Our prompts were: fire, stripes, and stuffed animal.
In the first draft of this story, it was all about the fireman. But once we realized what a special little girl Lucy was, she became the main character of her own short story collection (The Damned Kid anthology will be forthcoming at a later date). In editing this for the blog, we realized that we needed to make significant changes to still tell the fireman’s story, but make it fit as part of the larger story cycle belonging to Lucy. In the process, we chopped over 200 words from the story.
Our engine company arrived just in time to see the first house in the subdivision flare up like a torch.

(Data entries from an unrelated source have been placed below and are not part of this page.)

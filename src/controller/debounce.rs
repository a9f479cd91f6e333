//! Keyed debouncing
//!
//! Each key has at most one scheduled action. Scheduling again under the same
//! key before the window elapses aborts the earlier action and restarts the
//! window, so a burst of changes collapses into one call with the final state.
//!
//! # Blocking Lock Usage
//!
//! The pending map is guarded by a `std::sync::Mutex`. The lock is never
//! held across `.await` points; actions run after their entry is removed.

use std::collections::HashMap;
use std::future::Future;
use std::hash::Hash;
use std::sync::atomic::{AtomicU64, Ordering};
use std::sync::{Arc, Mutex, MutexGuard, PoisonError};
use std::time::Duration;
use tokio::task::JoinHandle;
use tracing::trace;

struct Pending {
    id: u64,
    handle: JoinHandle<()>,
}

type PendingMap<K> = Arc<Mutex<HashMap<K, Pending>>>;

/// Schedules cancellable, coalescing actions per key
pub struct Debouncer<K> {
    pending: PendingMap<K>,
    next_id: AtomicU64,
}

impl<K> std::fmt::Debug for Debouncer<K>
where
    K: std::fmt::Debug,
{
    fn fmt(&self, f: &mut std::fmt::Formatter<'_>) -> std::fmt::Result {
        let pending = lock(&self.pending);
        f.debug_struct("Debouncer")
            .field("pending", &pending.keys().collect::<Vec<_>>())
            .finish()
    }
}

impl<K> Default for Debouncer<K> {
    fn default() -> Self {
        Self {
            pending: Arc::new(Mutex::new(HashMap::new())),
            next_id: AtomicU64::new(0),
        }
    }
}

impl<K> Debouncer<K>
where
    K: Eq + Hash + Clone + std::fmt::Debug + Send + 'static,
{
    /// Create a debouncer with nothing scheduled
    pub fn new() -> Self {
        Self::default()
    }

    /// Run `action` once `window` has passed without another call for `key`.
    ///
    /// # Panics
    ///
    /// Panics when called outside a tokio runtime.
    pub fn schedule<F, Fut>(&self, key: K, window: Duration, action: F)
    where
        F: FnOnce() -> Fut + Send + 'static,
        Fut: Future<Output = ()> + Send + 'static,
    {
        let id = self.next_id.fetch_add(1, Ordering::Relaxed);
        let pending = Arc::clone(&self.pending);
        let task_key = key.clone();

        // Held until the entry is inserted so the task cannot fire first.
        let mut map = lock(&self.pending);
        let handle = tokio::spawn(async move {
            tokio::time::sleep(window).await;
            {
                let mut map = lock(&pending);
                match map.get(&task_key) {
                    Some(entry) if entry.id == id => {
                        map.remove(&task_key);
                    }
                    _ => return,
                }
            }
            trace!(key = ?task_key, "Debounce window elapsed");
            action().await;
        });

        if let Some(previous) = map.insert(key, Pending { id, handle }) {
            trace!(previous = previous.id, id, "Coalescing debounced action");
            previous.handle.abort();
        }
    }

    /// Check if an action is waiting under `key`
    pub fn is_pending(&self, key: &K) -> bool {
        lock(&self.pending).contains_key(key)
    }

    /// Drop the action waiting under `key`, if any
    pub fn cancel(&self, key: &K) -> bool {
        match lock(&self.pending).remove(key) {
            Some(entry) => {
                entry.handle.abort();
                true
            }
            None => false,
        }
    }
}

impl<K> Debouncer<K> {
    /// Drop every waiting action
    pub fn cancel_all(&self) {
        for (_, entry) in lock(&self.pending).drain() {
            entry.handle.abort();
        }
    }
}

impl<K> Drop for Debouncer<K> {
    fn drop(&mut self) {
        self.cancel_all();
    }
}

fn lock<K>(pending: &Mutex<HashMap<K, Pending>>) -> MutexGuard<'_, HashMap<K, Pending>> {
    pending.lock().unwrap_or_else(PoisonError::into_inner)
}
//! Configuration types
//!
//! Every option bag of the pager is an explicit struct with documented
//! defaults. The structs deserialize from YAML or JSON and are validated
//! before use.

use crate::error::{Error, Result};
use crate::http::RateLimiterConfig;
use serde::{Deserialize, Serialize};
use std::collections::HashMap;
use std::fs;
use std::path::Path;
use std::time::Duration;

/// Items per page used when neither options nor preferences provide one
pub const DEFAULT_ITEMS_PER_PAGE: usize = 200;

/// Number of page links shown around the current page
pub const DEFAULT_PAGES_TO_SHOW: usize = 5;

// ============================================================================
// Top-Level Config
// ============================================================================

/// Complete pager configuration, usually loaded from a YAML file
#[derive(Debug, Clone, Default, Serialize, Deserialize)]
pub struct PagerConfig {
    /// Page tracker options
    #[serde(default)]
    pub tracker: TrackerOptions,

    /// Controller (debounce, error message) options
    #[serde(default)]
    pub controller: ControllerConfig,

    /// Remote API settings, when paging a server-side API
    #[serde(default)]
    pub api: Option<ApiSourceConfig>,
}

impl PagerConfig {
    /// Validate all sections
    pub fn validate(&self) -> Result<()> {
        self.tracker.validate()?;
        self.controller.validate()?;
        if let Some(api) = &self.api {
            api.validate()?;
        }
        Ok(())
    }
}

/// Load a pager config from a YAML or JSON file
///
/// Files ending in `.json` are parsed as JSON, everything else as YAML.
pub fn load_config(path: impl AsRef<Path>) -> Result<PagerConfig> {
    let path = path.as_ref();
    let content = fs::read_to_string(path).map_err(|e| {
        if e.kind() == std::io::ErrorKind::NotFound {
            Error::FileNotFound {
                path: path.display().to_string(),
            }
        } else {
            Error::config(format!(
                "Failed to read config file '{}': {}",
                path.display(),
                e
            ))
        }
    })?;

    if path.extension().is_some_and(|ext| ext == "json") {
        let config: PagerConfig = serde_json::from_str(&content)?;
        config.validate()?;
        Ok(config)
    } else {
        load_config_from_str(&content)
    }
}

/// Load a pager config from a YAML string
pub fn load_config_from_str(yaml: &str) -> Result<PagerConfig> {
    let config: PagerConfig = serde_yaml::from_str(yaml)
        .map_err(|e| Error::config(format!("Failed to parse pager YAML: {e}")))?;
    config.validate()?;
    Ok(config)
}

// ============================================================================
// Tracker Options
// ============================================================================

/// How overlapping fetch resolutions are applied to a tracker
#[derive(Debug, Clone, Copy, PartialEq, Eq, Default, Serialize, Deserialize)]
#[serde(rename_all = "snake_case")]
pub enum ResolutionOrder {
    /// Whichever fetch settles last overwrites the state
    #[default]
    LastSettled,
    /// Only the most recently issued fetch may update the state
    LatestIssued,
}

/// Options recognized when creating a page tracker
#[derive(Debug, Clone, Serialize, Deserialize)]
#[serde(default)]
pub struct TrackerOptions {
    /// Explicit page size; when unset the persisted preference is used
    pub items_per_page: Option<usize>,

    /// Whether page size changes on this tracker update the shared preference
    pub persist_items_per_page: bool,

    /// Page size used when nothing else provides one
    pub default_items_per_page: usize,

    /// Number of page links in the visible window
    pub pages_to_show: usize,

    /// Page sizes offered by a page size selector
    pub item_size_list: Vec<usize>,

    /// Policy for overlapping fetches
    pub resolution_order: ResolutionOrder,
}

impl Default for TrackerOptions {
    fn default() -> Self {
        Self {
            items_per_page: None,
            persist_items_per_page: true,
            default_items_per_page: DEFAULT_ITEMS_PER_PAGE,
            pages_to_show: DEFAULT_PAGES_TO_SHOW,
            item_size_list: vec![50, 200, 350, 500],
            resolution_order: ResolutionOrder::LastSettled,
        }
    }
}

impl TrackerOptions {
    /// Create default options
    pub fn new() -> Self {
        Self::default()
    }

    /// Override the page size
    #[must_use]
    pub fn with_items_per_page(mut self, items_per_page: usize) -> Self {
        self.items_per_page = Some(items_per_page);
        self
    }

    /// Opt this tracker out of updating the shared page size preference
    #[must_use]
    pub fn without_persistence(mut self) -> Self {
        self.persist_items_per_page = false;
        self
    }

    /// Set the visible page window size
    #[must_use]
    pub fn with_pages_to_show(mut self, pages: usize) -> Self {
        self.pages_to_show = pages;
        self
    }

    /// Set the overlapping fetch policy
    #[must_use]
    pub fn with_resolution_order(mut self, order: ResolutionOrder) -> Self {
        self.resolution_order = order;
        self
    }

    /// Validate the options
    pub fn validate(&self) -> Result<()> {
        if self.items_per_page == Some(0) {
            return Err(Error::invalid_value(
                "items_per_page",
                "must be greater than zero",
            ));
        }
        if self.default_items_per_page == 0 {
            return Err(Error::invalid_value(
                "default_items_per_page",
                "must be greater than zero",
            ));
        }
        if self.pages_to_show == 0 {
            return Err(Error::invalid_value(
                "pages_to_show",
                "must be greater than zero",
            ));
        }
        if self.item_size_list.is_empty() {
            return Err(Error::invalid_value("item_size_list", "cannot be empty"));
        }
        if self.item_size_list.contains(&0) {
            return Err(Error::invalid_value(
                "item_size_list",
                "page sizes must be greater than zero",
            ));
        }
        Ok(())
    }
}

// ============================================================================
// Controller Config
// ============================================================================

/// Options for the pagination controller
#[derive(Debug, Clone, Serialize, Deserialize)]
#[serde(default)]
pub struct ControllerConfig {
    /// Message shown through the notifier when a fetch fails
    pub error_message: Option<String>,

    /// Debounce window for sort column / direction changes
    pub sort_debounce_ms: u64,

    /// Debounce window for filter text changes
    pub filter_debounce_ms: u64,

    /// Debounce window for selection changes
    pub selection_debounce_ms: u64,
}

impl Default for ControllerConfig {
    fn default() -> Self {
        Self {
            error_message: None,
            sort_debounce_ms: 100,
            filter_debounce_ms: 500,
            selection_debounce_ms: 1000,
        }
    }
}

impl ControllerConfig {
    /// Create default config
    pub fn new() -> Self {
        Self::default()
    }

    /// Set the error message shown on failed fetches
    #[must_use]
    pub fn with_error_message(mut self, message: impl Into<String>) -> Self {
        self.error_message = Some(message.into());
        self
    }

    /// Sort debounce window
    pub fn sort_window(&self) -> Duration {
        Duration::from_millis(self.sort_debounce_ms)
    }

    /// Filter debounce window
    pub fn filter_window(&self) -> Duration {
        Duration::from_millis(self.filter_debounce_ms)
    }

    /// Selection debounce window
    pub fn selection_window(&self) -> Duration {
        Duration::from_millis(self.selection_debounce_ms)
    }

    /// Validate the config
    pub fn validate(&self) -> Result<()> {
        if self.error_message.as_deref().is_some_and(str::is_empty) {
            return Err(Error::invalid_value(
                "error_message",
                "cannot be empty when set",
            ));
        }
        Ok(())
    }
}

// ============================================================================
// API Source Config
// ============================================================================

/// Settings for paging a remote REST API
#[derive(Debug, Clone, Serialize, Deserialize)]
pub struct ApiSourceConfig {
    /// Endpoint returning one page of results
    pub url: String,

    /// Query parameter carrying the server page number
    #[serde(default = "default_page_param")]
    pub page_param: String,

    /// Query parameter carrying the server page size
    #[serde(default = "default_page_size_param")]
    pub page_size_param: String,

    /// Number of the first page on the server (usually 0 or 1)
    #[serde(default)]
    pub start_page: usize,

    /// Query parameter for the filter text
    #[serde(default = "default_filter_param")]
    pub filter_param: String,

    /// Query parameter for the sort column
    #[serde(default = "default_sort_param")]
    pub sort_param: String,

    /// Query parameter for the sort direction
    #[serde(default = "default_direction_param")]
    pub direction_param: String,

    /// Dotted path to the items array in the response body
    #[serde(default = "default_items_path")]
    pub items_path: String,

    /// Dotted path to the total item count in the response body
    #[serde(default = "default_total_path")]
    pub total_path: String,

    /// Items requested per server call; enables local caching when larger
    /// than the user's page size
    #[serde(default)]
    pub server_items_per_page: Option<usize>,

    /// Request timeout in milliseconds
    #[serde(default = "default_timeout_ms")]
    pub timeout_ms: u64,

    /// Optional client-side rate limit
    #[serde(default)]
    pub rate_limit: Option<RateLimiterConfig>,

    /// Extra headers sent with every request
    #[serde(default)]
    pub headers: HashMap<String, String>,
}

fn default_page_param() -> String {
    "page".to_string()
}

fn default_page_size_param() -> String {
    "per_page".to_string()
}

fn default_filter_param() -> String {
    "filter".to_string()
}

fn default_sort_param() -> String {
    "sort".to_string()
}

fn default_direction_param() -> String {
    "direction".to_string()
}

fn default_items_path() -> String {
    "items".to_string()
}

fn default_total_path() -> String {
    "totalNumberOfItems".to_string()
}

fn default_timeout_ms() -> u64 {
    30_000
}

impl ApiSourceConfig {
    /// Create a config for an endpoint with default parameter names
    pub fn new(url: impl Into<String>) -> Self {
        Self {
            url: url.into(),
            page_param: default_page_param(),
            page_size_param: default_page_size_param(),
            start_page: 0,
            filter_param: default_filter_param(),
            sort_param: default_sort_param(),
            direction_param: default_direction_param(),
            items_path: default_items_path(),
            total_path: default_total_path(),
            server_items_per_page: None,
            timeout_ms: default_timeout_ms(),
            rate_limit: None,
            headers: HashMap::new(),
        }
    }

    /// Over-fetch this many items per server call
    #[must_use]
    pub fn with_server_items_per_page(mut self, size: usize) -> Self {
        self.server_items_per_page = Some(size);
        self
    }

    /// Set the response paths for items and total count
    #[must_use]
    pub fn with_paths(mut self, items_path: impl Into<String>, total_path: impl Into<String>) -> Self {
        self.items_path = items_path.into();
        self.total_path = total_path.into();
        self
    }

    /// Request timeout
    pub fn timeout(&self) -> Duration {
        Duration::from_millis(self.timeout_ms)
    }

    /// Validate the config
    pub fn validate(&self) -> Result<()> {
        url::Url::parse(&self.url)?;
        if self.server_items_per_page == Some(0) {
            return Err(Error::invalid_value(
                "server_items_per_page",
                "must be greater than zero",
            ));
        }
        if self.items_path.is_empty() || self.total_path.is_empty() {
            return Err(Error::config("items_path and total_path cannot be empty"));
        }
        Ok(())
    }
}
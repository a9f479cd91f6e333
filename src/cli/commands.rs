//! CLI commands and argument parsing

use clap::{Parser, Subcommand};
use std::path::PathBuf;

/// Table pagination toolkit CLI
#[derive(Parser, Debug)]
#[command(name = "tablepager")]
#[command(author, version, about, long_about = None)]
pub struct Cli {
    /// Pager configuration file (YAML or JSON)
    #[arg(short = 'C', long, global = true)]
    pub config: Option<PathBuf>,

    /// Preferences file remembering the chosen page size
    #[arg(short, long, global = true)]
    pub preferences: Option<PathBuf>,

    /// Output format
    #[arg(short, long, global = true, default_value = "json")]
    pub format: OutputFormat,

    /// Verbose output
    #[arg(short, long, global = true)]
    pub verbose: bool,

    #[command(subcommand)]
    pub command: Commands,
}

/// CLI subcommands
#[derive(Subcommand, Debug)]
pub enum Commands {
    /// Compute the server page and offset for an over-fetching request
    Plan {
        /// 0-based page requested by the user
        #[arg(long)]
        page: usize,

        /// Items per page shown to the user
        #[arg(long)]
        items_per_page: usize,

        /// Items requested from the server per call
        #[arg(long)]
        server_items_per_page: usize,
    },

    /// Show the page links around a page
    Window {
        /// 0-based current page
        #[arg(long)]
        page: usize,

        /// Total number of items
        #[arg(long)]
        total_items: usize,

        /// Items per page
        #[arg(long)]
        items_per_page: usize,

        /// Number of page links to show (defaults to the configured value)
        #[arg(long)]
        pages_to_show: Option<usize>,
    },

    /// Fetch one page from a JSON data file or a remote API
    Browse {
        /// JSON file containing an array of rows
        #[arg(long, conflicts_with = "url")]
        data: Option<PathBuf>,

        /// Paginated API endpoint (overrides the configured one)
        #[arg(long)]
        url: Option<String>,

        /// 0-based page to show
        #[arg(long, default_value = "0")]
        page: usize,

        /// Page size for this run only (the remembered size is kept)
        #[arg(long)]
        items_per_page: Option<usize>,

        /// Filter text
        #[arg(long)]
        filter: Option<String>,

        /// Column to sort by
        #[arg(long)]
        sort_column: Option<String>,

        /// Sort descending
        #[arg(long, requires = "sort_column")]
        descending: bool,

        /// Selection as `property=value` (repeatable)
        #[arg(long = "select")]
        selections: Vec<String>,

        /// Items fetched per call, for local caching
        #[arg(long)]
        server_items_per_page: Option<usize>,
    },

    /// Validate the pager configuration
    Validate,
}

/// Output format
#[derive(Debug, Clone, Copy, PartialEq, Eq, clap::ValueEnum)]
pub enum OutputFormat {
    /// JSON output (one message per line)
    Json,
    /// Human-readable output
    Pretty,
}
//! Remote API item source
//!
//! Pages a REST endpoint that accepts a page number and page size. When a
//! server batch size larger than the user's page size is configured, each
//! request asks the server for a whole batch and returns it from the
//! requested page on, so the tracker can serve the following pages locally.

use super::ItemSource;
use crate::config::ApiSourceConfig;
use crate::error::{Error, Result};
use crate::http::{HttpClient, HttpClientConfig, RequestConfig};
use crate::pagination::{calculate_api_vals, check_server_page_size, PageResult};
use crate::types::{Criteria, JsonValue};
use async_trait::async_trait;
use serde::de::DeserializeOwned;
use std::marker::PhantomData;
use tracing::debug;

/// Item source for a paginated REST API
pub struct ApiSource<T> {
    client: HttpClient,
    config: ApiSourceConfig,
    _items: PhantomData<fn() -> T>,
}

impl<T> std::fmt::Debug for ApiSource<T> {
    fn fmt(&self, f: &mut std::fmt::Formatter<'_>) -> std::fmt::Result {
        f.debug_struct("ApiSource")
            .field("client", &self.client)
            .field("config", &self.config)
            .finish()
    }
}

impl<T> ApiSource<T> {
    /// Create a source from its config
    pub fn new(config: ApiSourceConfig) -> Result<Self> {
        config.validate()?;

        let mut http = HttpClientConfig::builder().timeout(config.timeout());
        if let Some(rate_limit) = &config.rate_limit {
            http = http.rate_limit(rate_limit.clone());
        }
        for (key, value) in &config.headers {
            http = http.header(key, value);
        }

        Ok(Self {
            client: HttpClient::with_config(http.build())?,
            config,
            _items: PhantomData,
        })
    }

    /// The source configuration
    pub fn config(&self) -> &ApiSourceConfig {
        &self.config
    }

    /// Build the query for one user-level request.
    ///
    /// Returns the query and the offset into the server batch where the
    /// requested page starts.
    pub fn build_request(
        &self,
        page_number: usize,
        items_per_page: usize,
        criteria: &Criteria,
    ) -> Result<(RequestConfig, usize)> {
        let server_items_per_page = self.config.server_items_per_page.unwrap_or(items_per_page);
        check_server_page_size(items_per_page, server_items_per_page)?;
        let vals = calculate_api_vals(page_number, items_per_page, server_items_per_page);

        let mut request = RequestConfig::new()
            .query(
                &self.config.page_param,
                (vals.server_page_number + self.config.start_page).to_string(),
            )
            .query(
                &self.config.page_size_param,
                server_items_per_page.to_string(),
            );

        if let Some(term) = criteria.search_term() {
            request = request.query(&self.config.filter_param, term);
        }
        if let Some(column) = &criteria.sort_column {
            request = request
                .query(&self.config.sort_param, column)
                .query(&self.config.direction_param, criteria.sort_direction.as_str());
        }
        for (property, values) in &criteria.selections {
            if values.is_empty() {
                continue;
            }
            let joined = values
                .iter()
                .map(|v| match v {
                    JsonValue::String(s) => s.clone(),
                    other => other.to_string(),
                })
                .collect::<Vec<_>>()
                .join(",");
            request = request.query(property, joined);
        }

        Ok((request, vals.offset))
    }
}

#[async_trait]
impl<T> ItemSource<T> for ApiSource<T>
where
    T: DeserializeOwned + Send + 'static,
{
    async fn get_items(
        &self,
        page_number: usize,
        items_per_page: usize,
        criteria: &Criteria,
    ) -> Result<PageResult<T>> {
        let (request, offset) = self.build_request(page_number, items_per_page, criteria)?;
        let body = self.client.get_json(&self.config.url, &request).await?;

        let total = extract_path(&body, &self.config.total_path)
            .and_then(JsonValue::as_u64)
            .ok_or_else(|| Error::missing_field(&self.config.total_path))?;

        let batch = match extract_path(&body, &self.config.items_path) {
            Some(JsonValue::Array(items)) => items,
            _ => return Err(Error::missing_field(&self.config.items_path)),
        };

        debug!(
            page = page_number,
            offset,
            batch = batch.len(),
            total,
            "Received page batch from API"
        );

        let items = batch
            .iter()
            .skip(offset)
            .cloned()
            .map(serde_json::from_value)
            .collect::<std::result::Result<Vec<T>, _>>()?;

        Ok(PageResult::new(items, page_number, total as usize))
    }
}

/// Follow a dotted path (`data.items`, optional `$.` prefix) into a JSON body
fn extract_path<'a>(value: &'a JsonValue, path: &str) -> Option<&'a JsonValue> {
    let path = path.strip_prefix("$.").unwrap_or(path);

    let mut current = value;
    for part in path.split('.') {
        match current {
            JsonValue::Object(map) => {
                current = map.get(part)?;
            }
            _ => return None,
        }
    }

    Some(current)
}

#[cfg(test)]
mod api_tests {
    use super::*;
    use crate::types::SortDirection;
    use serde_json::json;

    fn source(server_items_per_page: Option<usize>) -> ApiSource<JsonValue> {
        let mut config = ApiSourceConfig::new("https://api.example.com/servers");
        config.server_items_per_page = server_items_per_page;
        config.start_page = 1;
        ApiSource::new(config).unwrap()
    }

    #[test]
    fn test_build_request_without_over_fetch() {
        let (request, offset) = source(None)
            .build_request(3, 50, &Criteria::new())
            .unwrap();
        assert_eq!(request.get("page"), Some("4"));
        assert_eq!(request.get("per_page"), Some("50"));
        assert_eq!(offset, 0);
        assert_eq!(request.get("filter"), None);
    }

    #[test]
    fn test_build_request_with_over_fetch_and_criteria() {
        let criteria = Criteria::new()
            .with_filter_text(" ubuntu ")
            .with_sort("name", SortDirection::Descending)
            .with_selection("region", vec![json!("ORD"), json!("DFW")])
            .with_selection("empty", vec![]);

        let (request, offset) = source(Some(200)).build_request(2, 50, &criteria).unwrap();
        assert_eq!(request.get("page"), Some("1"));
        assert_eq!(request.get("per_page"), Some("200"));
        assert_eq!(offset, 100);
        assert_eq!(request.get("filter"), Some("ubuntu"));
        assert_eq!(request.get("sort"), Some("name"));
        assert_eq!(request.get("direction"), Some("DESCENDING"));
        assert_eq!(request.get("region"), Some("ORD,DFW"));
        assert_eq!(request.get("empty"), None);
    }

    #[test]
    fn test_build_request_rejects_bad_batch_size() {
        assert!(source(Some(120)).build_request(0, 50, &Criteria::new()).is_err());
        assert!(source(Some(25)).build_request(0, 50, &Criteria::new()).is_err());
    }

    #[test]
    fn test_extract_path() {
        let body = json!({"data": {"servers": [1, 2], "total": 2}});
        assert_eq!(extract_path(&body, "data.total"), Some(&json!(2)));
        assert_eq!(extract_path(&body, "$.data.servers"), Some(&json!([1, 2])));
        assert_eq!(extract_path(&body, "data.missing"), None);
        assert_eq!(extract_path(&body, "data.total.deeper"), None);
    }
}
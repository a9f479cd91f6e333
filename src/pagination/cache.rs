//! Local page cache
//!
//! Holds the batch returned by the last applied fetch. A batch covers the
//! page it was requested for plus every further whole page it contains, and a
//! trailing partial page when that page ends the data set.
//!
//! An invalidated cache still hands out rows for display, so the current page
//! stays visible while a replacement fetch is loading, but it no longer
//! serves navigation.
//!
//! Every invalidation starts a new epoch. A batch fetched in an older epoch
//! is stored for display only, since it may reflect criteria or a page size
//! that no longer apply.

#[derive(Debug, Clone)]
pub(crate) struct PageCache<T> {
    first_page: usize,
    items_per_page: usize,
    total_items: usize,
    items: Vec<T>,
    valid: bool,
    epoch: u64,
}

impl<T> Default for PageCache<T> {
    fn default() -> Self {
        Self {
            first_page: 0,
            items_per_page: 0,
            total_items: 0,
            items: Vec::new(),
            valid: false,
            epoch: 0,
        }
    }
}

impl<T> PageCache<T> {
    /// Replace the batch. It serves navigation only if it was fetched in the
    /// current epoch.
    pub(crate) fn store(
        &mut self,
        first_page: usize,
        items_per_page: usize,
        total_items: usize,
        items: Vec<T>,
        fetched_in: u64,
    ) {
        self.first_page = first_page;
        self.items_per_page = items_per_page;
        self.total_items = total_items;
        self.items = items;
        self.valid = fetched_in == self.epoch;
    }

    pub(crate) fn invalidate(&mut self) {
        self.valid = false;
        self.epoch += 1;
    }

    pub(crate) fn epoch(&self) -> u64 {
        self.epoch
    }

    pub(crate) fn is_valid(&self) -> bool {
        self.valid
    }

    pub(crate) fn len(&self) -> usize {
        self.items.len()
    }

    /// Check if `page` at `items_per_page` can be served without a fetch.
    pub(crate) fn covers(&self, page: usize, items_per_page: usize) -> bool {
        if !self.valid || items_per_page != self.items_per_page {
            return false;
        }
        let Some(range) = self.range_of(page) else {
            return false;
        };
        range.len() == items_per_page
            || self.first_page * items_per_page + self.items.len() >= self.total_items
    }

    /// Rows of `page`, empty when the page is not in the batch
    pub(crate) fn page(&self, page: usize) -> &[T] {
        self.range_of(page).map_or(&[], |range| &self.items[range])
    }

    fn range_of(&self, page: usize) -> Option<std::ops::Range<usize>> {
        if page < self.first_page || self.items_per_page == 0 {
            return None;
        }
        let start = (page - self.first_page).checked_mul(self.items_per_page)?;
        if start >= self.items.len() {
            return None;
        }
        let end = (start + self.items_per_page).min(self.items.len());
        Some(start..end)
    }
}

The fire seemed to have a life of its own. I’ve never seen one move so fast before. Or at right angles to the wind.
Jack finished pulling the hose down off the engine then hooked it up to the hydrant.
This whole area has been blanketed in smoke for days. These poor people probably don’t even realize that the fire’s snuck up on the greenbelt behind their houses.
Chief Johnson grabbed me. “Let Avon and Blake take that hose.” Pointing at a large home on the corner, he ordered, “You get that house cleared. The rookie and I’ll take the next one.”
I ran up the curving walk and pounded on the door. I was about to break in when it swung open.
There was no one there.
I looked down and down until I found a little girl in pink pajamas.
“Hi, sweetie. I’m Fireman Jack. Are your parents home?”
She shook her head, pigtails flying. “Nope! They’re not here. Went to work.” She stuck out her hand. “I’m Lucy.”
“Well, honey, is there an adult home?”
She looked back into the house. “Rachel’s on the computer, talking to her boyfriend.” She rolled her eyes. “She’s always on the computer.”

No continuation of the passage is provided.